Io direi, piuttosto, che finisci per prendertela con te stessa e che, tuo malgrado, il bagno finisce per assurgere al ruolo di luogo sacro. Il posto in cui i mali trovano sfogo; in cui tutto ciò che non piace, che fa orrore, che tradisce o è ritenuto velenoso viene, istantaneamente, rigettato. La soluzione e sarebbe bello se, davvero, fosse così… ma, nella vita, attraverso l’esperienza ho dovuto fare i conti con il fatto che tutto, proprio tutto, ha un prezzo. Mentre ci si illude di aver trovato la chiave, ci si avventura in un circuito, che assomiglia assai più ad un labirinto e dal quale, poi, uscire ha il sapore di una chimera.

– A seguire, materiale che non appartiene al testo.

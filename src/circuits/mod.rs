// src/circuits/mod.rs

//! Ordered gate sequences and a builder for them.
//!
//! A `Circuit` is the configuration object the `Simulator` consumes: swapping
//! the gate list defines a different experiment without touching the engine.

use crate::core::{QubitId, Result};
use crate::operations::Gate;
use serde::{Deserialize, Serialize};
use std::fmt;

/// An ordered sequence of gates. Order is significant.
#[derive(Clone, Default, PartialEq, Serialize, Deserialize)]
pub struct Circuit {
    gates: Vec<Gate>,
}

impl Circuit {
    /// Creates a new, empty circuit.
    pub fn new() -> Self {
        Self::default()
    }

    /// The entangle-and-rotate sequence of the Bell experiment:
    /// `H(q0) -> CNOT(q0 -> q1) -> RY(q0, theta_a) -> RY(q1, theta_b)`.
    pub fn bell_rotation(theta_a: f64, theta_b: f64) -> Self {
        CircuitBuilder::new()
            .hadamard(QubitId(0))
            .cnot(QubitId(0), QubitId(1))
            .rotation_y(QubitId(0), theta_a)
            .rotation_y(QubitId(1), theta_b)
            .build()
    }

    /// Appends a gate to the end of the sequence.
    pub fn add_gate(&mut self, gate: Gate) {
        self.gates.push(gate);
    }

    /// Appends every gate yielded by `gates`.
    pub fn add_gates<I>(&mut self, gates: I)
    where
        I: IntoIterator<Item = Gate>,
    {
        self.gates.extend(gates);
    }

    /// The gates in application order.
    pub fn gates(&self) -> &[Gate] {
        &self.gates
    }

    /// Number of gates.
    pub fn len(&self) -> usize {
        self.gates.len()
    }

    /// Returns `true` if the circuit contains no gates.
    pub fn is_empty(&self) -> bool {
        self.gates.is_empty()
    }

    /// Smallest register size able to hold every referenced qubit.
    pub fn required_qubits(&self) -> usize {
        self.gates
            .iter()
            .flat_map(|gate| gate.qubits())
            .map(|qubit| qubit.0 + 1)
            .max()
            .unwrap_or(0)
    }

    /// Validates every gate against a register of `num_qubits` qubits, so a
    /// bad sequence fails before any amplitude is touched.
    pub fn validate(&self, num_qubits: usize) -> Result<()> {
        self.gates.iter().try_for_each(|gate| gate.validate(num_qubits))
    }
}

/// Chainable construction of a `Circuit`.
#[derive(Default)]
pub struct CircuitBuilder {
    circuit: Circuit,
}

impl CircuitBuilder {
    /// Creates a new, empty CircuitBuilder.
    pub fn new() -> Self {
        Self::default()
    }

    /// Adds a single gate.
    pub fn add_gate(mut self, gate: Gate) -> Self {
        self.circuit.add_gate(gate);
        self
    }

    /// Adds several gates in order.
    pub fn add_gates<I>(mut self, gates: I) -> Self
    where
        I: IntoIterator<Item = Gate>,
    {
        self.circuit.add_gates(gates);
        self
    }

    pub fn hadamard(self, target: QubitId) -> Self {
        self.add_gate(Gate::Hadamard { target })
    }

    pub fn rotation_y(self, target: QubitId, theta: f64) -> Self {
        self.add_gate(Gate::RotationY { target, theta })
    }

    pub fn cnot(self, control: QubitId, target: QubitId) -> Self {
        self.add_gate(Gate::Cnot { control, target })
    }

    /// Finalizes the construction process and returns the built `Circuit`.
    pub fn build(self) -> Circuit {
        self.circuit
    }
}

const GATE_WIDTH: usize = 7;
const H_WIRE: char = '─';
const V_WIRE: char = '│';

fn format_gate(symbol: &str) -> String {
    let len = symbol.chars().count();
    if len >= GATE_WIDTH {
        return symbol.chars().take(GATE_WIDTH).collect();
    }
    let pad = GATE_WIDTH - len;
    let pre = pad / 2;
    format!(
        "{}{}{}",
        H_WIRE.to_string().repeat(pre),
        symbol,
        H_WIRE.to_string().repeat(pad - pre)
    )
}

impl fmt::Display for Circuit {
    fn fmt(&self, f: &mut fmt::Formatter<'_>) -> fmt::Result {
        let rows = self.required_qubits();
        writeln!(f, "Circuit[{} gates on {} qubits]", self.len(), rows)?;
        if rows == 0 {
            return Ok(());
        }

        let wire = H_WIRE.to_string().repeat(GATE_WIDTH);
        let mut grid = vec![vec![wire; self.len()]; rows];
        // connectors[r][t] is drawn between row r and row r + 1
        let mut connectors = vec![vec![' '; self.len()]; rows];

        for (t, gate) in self.gates.iter().enumerate() {
            match gate {
                Gate::Hadamard { target } | Gate::RotationY { target, .. } => {
                    grid[target.0][t] = format_gate(gate.symbol());
                }
                Gate::Cnot { control, target } => {
                    grid[control.0][t] = format_gate("@");
                    grid[target.0][t] = format_gate(gate.symbol());
                    let (lo, hi) = (control.0.min(target.0), control.0.max(target.0));
                    for row in connectors.iter_mut().take(hi).skip(lo) {
                        row[t] = V_WIRE;
                    }
                }
            }
        }

        let label_width = format!("{}", QubitId(rows - 1)).len() + 2;
        for r in 0..rows {
            let label = format!("{}: ", QubitId(r));
            writeln!(f, "{:<width$}{}", label, grid[r].join(""), width = label_width)?;
            if r + 1 < rows {
                write!(f, "{}", " ".repeat(label_width))?;
                for connector in &connectors[r] {
                    let pre = (GATE_WIDTH - 1) / 2;
                    write!(f, "{}{}{}", " ".repeat(pre), connector, " ".repeat(GATE_WIDTH - 1 - pre))?;
                }
                writeln!(f)?;
            }
        }

        let angles: Vec<String> = self
            .gates
            .iter()
            .filter_map(|gate| match gate {
                Gate::RotationY { target, theta } => Some(format!("RY({})={:.6}", target, theta)),
                _ => None,
            })
            .collect();
        if !angles.is_empty() {
            writeln!(f, "{}", angles.join(", "))?;
        }
        Ok(())
    }
}

impl fmt::Debug for Circuit {
    fn fmt(&self, f: &mut fmt::Formatter<'_>) -> fmt::Result {
        fmt::Display::fmt(self, f)
    }
}
//! Error handling logic

use serde::{Deserialize, Serialize};
use std::fmt;
use thiserror::Error;

/// Position of a qubit inside a register.
/// Qubit `k` owns bit `k` of every amplitude index.
#[derive(Debug, Clone, Copy, PartialEq, Eq, Hash, PartialOrd, Ord, Serialize, Deserialize)]
#[serde(transparent)]
pub struct QubitId(pub usize);

impl QubitId {
    /// Bit mask selecting this qubit inside an amplitude index.
    pub fn mask(&self) -> usize {
        1 << self.0
    }
}

impl fmt::Display for QubitId {
    fn fmt(&self, f: &mut fmt::Formatter<'_>) -> fmt::Result {
        write!(f, "q{}", self.0)
    }
}

/// Failures raised while building or running the experiment.
///
/// Every failure surfaces synchronously to the immediate caller. The
/// computation is deterministic, so nothing here is retried internally.
#[derive(Debug, Clone, PartialEq, Eq, Error)]
pub enum BellError {
    /// A gate references a qubit outside the configured register size.
    #[error("Dimension Error ({qubit}): {message}")]
    Dimension {
        /// Offending qubit
        qubit: QubitId,
        /// Dimension failure message
        message: String,
    },

    /// Amplitude magnitudes drifted away from a unit norm after a gate.
    /// Signals a defect in a gate definition; results downstream are meaningless.
    #[error("Normalization Error: {message}")]
    Normalization {
        /// Normalization failure message
        message: String,
    },

    /// A basis label does not name a valid outcome of the register.
    #[error("Label Error ('{label}'): {message}")]
    Label {
        /// The label as supplied by the caller
        label: String,
        /// Label failure message
        message: String,
    },

    /// Invalid construction parameters (register size, angles, tolerance).
    #[error("Configuration Error: {message}")]
    Configuration {
        /// Configuration failure message
        message: String,
    },

    /// A structurally invalid request, such as a controlled gate whose
    /// control and target coincide.
    #[error("Invalid Operation: {message}")]
    InvalidOperation {
        /// InvalidOperation failure message
        message: String,
    },
}

impl BellError {
    pub(crate) fn configuration(message: impl Into<String>) -> Self {
        BellError::Configuration { message: message.into() }
    }

    pub(crate) fn label(label: impl Into<String>, message: impl Into<String>) -> Self {
        BellError::Label { label: label.into(), message: message.into() }
    }
}

/// Crate-wide result alias.
pub type Result<T> = std::result::Result<T, BellError>;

Te lo dico perché, alla soglia dei… anni (che importa, infondo, quanti sono. Pesano comunque…) il mio calvario è, in qualche modo, simile al tuo. Mi permetto… da sorella. Scevra da giudizi, ma rimanendo anonima. C’è chi scrive e può parlare per me ma io no, non ce la faccio. “Non avevo paura di ingrassare, Purtroppo c’erano prototipi di modelle talmente magri, che bisognava essere come loro, per svolgere determinati lavori. E quando questo incontra persone fragili come me, o altre, questa malattia arriva“. Ti ascolto e sotto sotto – neanche troppo velatamente, a dire il vero – ho l’impressione che ti stia giustificando. Mi viene da ridere… come faccio a non comprendere. Non esiste onta più grande, per la gente. Si perdona tutto. Si dimentica, si supera tutto… ma questo no.
Allora, bisogna inventare, escogitare motivi che, alle orecchie di chi ascolta, di chi non conosce ma è pronto ad aprir bocca, risultino validi, plausibili, inconfutabili. A ‘soli’ 20 anni, racconti, ti sei dovuta confrontare con il mondo della moda, che ti pretendeva cesellata in una certa maniera. E sia anche questo, ti credo, ma non venirmi a raccontare che ‘quella roba’ non ti abitava già. Non era, sia pur in forma di seme, insita nel tuo modo di essere e di guardare le cose. Anzi, di guardare proprio te, davanti allo specchio: troppo… troppo o troppo poco (questo è il vero danno, che se non è più che perfetto è ‘speditamente’ sbagliato, senza appello).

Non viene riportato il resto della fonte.